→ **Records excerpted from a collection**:
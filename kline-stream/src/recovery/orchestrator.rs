use super::{
    BackfillRange, RecoveryPhase, RecoverySession, RecoveryTrigger, backoff_delay,
    reconcile::validate_backfill,
};
use crate::{
    bucket::bucket_start,
    candle::{Candle, StreamKey},
    clock::Clock,
    collaborator::{BackfillSource, ConnectionManager},
    config::RecoveryConfig,
    error::StreamError,
    health::HealthMonitor,
    store::{KlineStore, Reconciled},
};
use chrono::{DateTime, Utc};
use fnv::FnvHashMap;
use parking_lot::Mutex;
use std::sync::{
    Arc,
    atomic::{AtomicU64, Ordering},
};
use tokio_util::sync::CancellationToken;
use tracing::{debug, error, info, warn};

#[derive(Debug)]
struct ActiveSession {
    id: u64,
    session: RecoverySession,
    cancel: CancellationToken,
}

/// Exclusive claim on one stream's recovery, handed out by [`RecoveryOrchestrator::begin`].
#[derive(Debug)]
pub struct RecoveryTicket {
    id: u64,
    key: StreamKey,
    cancel: CancellationToken,
}

impl RecoveryTicket {
    pub fn key(&self) -> &StreamKey {
        &self.key
    }
}

#[derive(Debug, Clone, Eq, PartialEq)]
pub struct Recovered {
    pub key: StreamKey,
    /// Failed attempts before the successful one
    pub attempts: u32,
    pub reconciled: Reconciled,
}

/// Drives at most one [`RecoverySession`] per stream.
///
/// A session suspends live application for its stream, reconnects, backfills from the newest
/// contiguous closed candle, validates continuity and reconciles. Failed steps are retried with
/// exponential backoff until [`RecoveryConfig::max_attempts`] is reached, after which the
/// stream is left FAILED with its buffered events replayed and the error retained until
/// [`RecoveryOrchestrator::reset`].
#[derive(Debug)]
pub struct RecoveryOrchestrator<Connection, Backfill, Clk> {
    store: Arc<KlineStore>,
    monitor: Arc<HealthMonitor>,
    connection: Arc<Connection>,
    backfill: Arc<Backfill>,
    clock: Arc<Clk>,
    config: RecoveryConfig,
    next_session_id: AtomicU64,
    sessions: Mutex<FnvHashMap<StreamKey, ActiveSession>>,
    failures: Mutex<FnvHashMap<StreamKey, StreamError>>,
}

→ **Work instruction**:
Using the records above, copy all lines that include the word "StreamError".

→ **Exercise solution**:
    error::StreamError,
    failures: Mutex<FnvHashMap<StreamKey, StreamError>>,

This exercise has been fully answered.